Dr Lucy Burns (18:33) Absolutely. And the other thing to note is that the CGMs are recording. It's called interstitial levels. So your interstitium is the little sort of bit between your cells. It's not actually your blood. So your blood is contained within your arteries and your arterioles and your veins and your vein, venule, venule, venules, venules. Yep. Venules, yeah, we never use that word. Arterials. Don't use it very much. Anyway, little bean. No. Anyway, so it's an approximation. And again, that's something to always be mindful of for anybody using a CGM, to note that it's an approximation, it's not necessarily absolute. But the other words, I would like to live, give a little cautionary tale, again, I guess around reassurance. of CGMs. So CGMs are really useful when you can see what is causing your levels to go high. So you can go, Oh my God, I ate that bowl of rice and wow, look at my blood glucose. It's 12. And then two hours later, it's now four and I feel terrible and what's going on. So that's really useful. I've also had situations where I know that people's pancreases are really, really good. So what happens is that, and this is what we've done in the past, glucose tolerance test. So glucose tolerance test is where you go to the pathology place, you go fasted, they do a blood test, you drink, the sugary drink and then at one hour and two hours they'll take separate blood test results and you can combine those tests with an insulin level and I think they're super effective. So I've seen plenty of results where the blood glucose is almost rock steady, like in fact, one lady I can remember her blood glucose zero at zero, one and two hours were both all in the fives.
Dr Mary Barson (20:31) And this is after they have 75 grams of glucose. That's a big load of glucose that they challenge you with. Yeah.
Dr Lucy Burns (20:37) So it's like, she's just had 600 ml of Coke and blood glucose is completely normal. And you go, Oh, awesome. And then her insulin levels came and her insulin levels were high in the 200s. So a normal insulin curve really shouldn't go around over 45. And again, these are Australian units. So ideally fasting insulin should be roughly, and again, there's no perfect, but roughly under 10, one hour a day. In response to this 75 gram load should be roughly about 45, and then it should be coming down to about 30. That's a normal, metabolically flexible person's response. This lady's was her fasting was about 20, her one hour was 220, and her two hours was about 260. And it's like, oh, so interesting. So she's highly insulin resistant but normoglycemic.

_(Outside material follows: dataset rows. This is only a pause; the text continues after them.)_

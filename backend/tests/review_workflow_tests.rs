//! Application review workflow tests
//!
//! Covers the status state machine and the reject contract:
//! - Reject requires a non-empty reason and leaves the status unchanged
//!   when validation fails
//! - Only the documented transitions are legal
//! - Status codes decode to exactly {0, 1, 2, 4}

use proptest::prelude::*;
use shared::types::ApplicationStatus;
use shared::validation::validate_rejection_reason;

/// Apply a reject decision the way the review service does: the reason is
/// validated before the transition is attempted, so an invalid reason
/// leaves the current status untouched.
pub fn try_reject(
    current: ApplicationStatus,
    reason: &str,
) -> Result<ApplicationStatus, ApplicationStatus> {
    if validate_rejection_reason(reason).is_err() {
        return Err(current);
    }
    if !current.can_transition_to(ApplicationStatus::Rejected) {
        return Err(current);
    }
    Ok(ApplicationStatus::Rejected)
}

/// Apply an approve decision under the same contract
pub fn try_approve(current: ApplicationStatus) -> Result<ApplicationStatus, ApplicationStatus> {
    if !current.can_transition_to(ApplicationStatus::Approved) {
        return Err(current);
    }
    Ok(ApplicationStatus::Approved)
}

// ============================================================================
// Unit Tests
// ============================================================================

#[cfg(test)]
mod unit_tests {
    use super::*;

    /// Scenario A: rejecting a pending application with a Thai reason
    #[test]
    fn test_reject_pending_with_thai_reason() {
        let result = try_reject(ApplicationStatus::Pending, "เอกสารไม่ครบ");
        assert_eq!(result, Ok(ApplicationStatus::Rejected));
        assert_eq!(ApplicationStatus::Rejected.as_code(), 2);
    }

    /// Scenario D: an empty reason fails and the status does not change
    #[test]
    fn test_reject_with_empty_reason_keeps_status() {
        for current in [
            ApplicationStatus::Pending,
            ApplicationStatus::Resubmitted,
            ApplicationStatus::Approved,
        ] {
            assert_eq!(try_reject(current, ""), Err(current));
        }
    }

    /// Whitespace-only reasons are as invalid as empty ones
    #[test]
    fn test_reject_with_whitespace_reason() {
        assert_eq!(
            try_reject(ApplicationStatus::Pending, "   \t\n"),
            Err(ApplicationStatus::Pending)
        );
    }

    /// Approving a rejected application is not a legal transition
    #[test]
    fn test_cannot_approve_rejected() {
        assert_eq!(
            try_approve(ApplicationStatus::Rejected),
            Err(ApplicationStatus::Rejected)
        );
    }

    /// Re-review after resubmission behaves like the initial review
    #[test]
    fn test_resubmitted_can_be_re_reviewed() {
        assert_eq!(
            try_approve(ApplicationStatus::Resubmitted),
            Ok(ApplicationStatus::Approved)
        );
        assert_eq!(
            try_reject(ApplicationStatus::Resubmitted, "ข้อมูลไม่ถูกต้อง"),
            Ok(ApplicationStatus::Rejected)
        );
    }

    /// Decisions are terminal on approved applications
    #[test]
    fn test_approved_is_terminal_for_review() {
        assert_eq!(
            try_approve(ApplicationStatus::Approved),
            Err(ApplicationStatus::Approved)
        );
        assert_eq!(
            try_reject(ApplicationStatus::Approved, "reason"),
            Err(ApplicationStatus::Approved)
        );
    }

    /// Status codes are 0/1/2/4 with 3 reserved
    #[test]
    fn test_status_code_mapping() {
        assert_eq!(ApplicationStatus::Pending.as_code(), 0);
        assert_eq!(ApplicationStatus::Approved.as_code(), 1);
        assert_eq!(ApplicationStatus::Rejected.as_code(), 2);
        assert_eq!(ApplicationStatus::Resubmitted.as_code(), 4);
        assert_eq!(ApplicationStatus::from_code(3), None);
    }
}

// ============================================================================
// Property-Based Tests
// ============================================================================

#[cfg(test)]
mod property_tests {
    use super::*;

    /// Strategy for generating any application status
    fn status_strategy() -> impl Strategy<Value = ApplicationStatus> {
        prop_oneof![
            Just(ApplicationStatus::Pending),
            Just(ApplicationStatus::Approved),
            Just(ApplicationStatus::Rejected),
            Just(ApplicationStatus::Resubmitted),
        ]
    }

    /// Strategy for whitespace-only strings
    fn whitespace_strategy() -> impl Strategy<Value = String> {
        proptest::collection::vec(prop_oneof![Just(' '), Just('\t'), Just('\n')], 0..20)
            .prop_map(|chars| chars.into_iter().collect())
    }

    proptest! {
        #![proptest_config(ProptestConfig::with_cases(100))]

        /// A whitespace-only reason never rejects, regardless of status
        #[test]
        fn prop_blank_reason_never_rejects(
            current in status_strategy(),
            reason in whitespace_strategy()
        ) {
            prop_assert_eq!(try_reject(current, &reason), Err(current));
        }

        /// A non-blank reason rejects exactly the reviewable statuses
        #[test]
        fn prop_reject_only_from_reviewable_statuses(current in status_strategy()) {
            let result = try_reject(current, "เอกสารไม่ครบ");
            let reviewable = matches!(
                current,
                ApplicationStatus::Pending | ApplicationStatus::Resubmitted
            );
            if reviewable {
                prop_assert_eq!(result, Ok(ApplicationStatus::Rejected));
            } else {
                prop_assert_eq!(result, Err(current));
            }
        }

        /// Approve succeeds from exactly the reviewable statuses
        #[test]
        fn prop_approve_only_from_reviewable_statuses(current in status_strategy()) {
            let result = try_approve(current);
            let reviewable = matches!(
                current,
                ApplicationStatus::Pending | ApplicationStatus::Resubmitted
            );
            prop_assert_eq!(result.is_ok(), reviewable);
        }

        /// Every decodable status code round-trips; everything else decodes
        /// to nothing
        #[test]
        fn prop_status_codes_closed(code in -10i16..10) {
            match ApplicationStatus::from_code(code) {
                Some(status) => prop_assert_eq!(status.as_code(), code),
                None => prop_assert!(!matches!(code, 0 | 1 | 2 | 4)),
            }
        }

        /// Only a rejected application can enter the resubmitted state
        #[test]
        fn prop_resubmission_gate(current in status_strategy()) {
            let allowed = current.can_transition_to(ApplicationStatus::Resubmitted);
            prop_assert_eq!(allowed, current == ApplicationStatus::Rejected);
        }
    }
}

Dr Mary Barson (21:40) So with her, a CGM could be potentially falsely reassuring, which I think is you got to take it in that the data, you know, within, the context of, you know, of what it's actually telling you. Blood sugar is a bit downstream, isn't it? Like you could, you could be developing insulin resistance and all of the problems associated with that, the problems associated with high insulin, weight gain, increased inflammation, all kinds of things, but your hardworking pancreas is still able to keep, you know, the wheels on this, this rickety, rickety car and, and keep the blood sugar under control. Whereas it won't be able to do that forever, but it's doing it for now. And so, yes, yeah, it's not everything. The CTM is not everything.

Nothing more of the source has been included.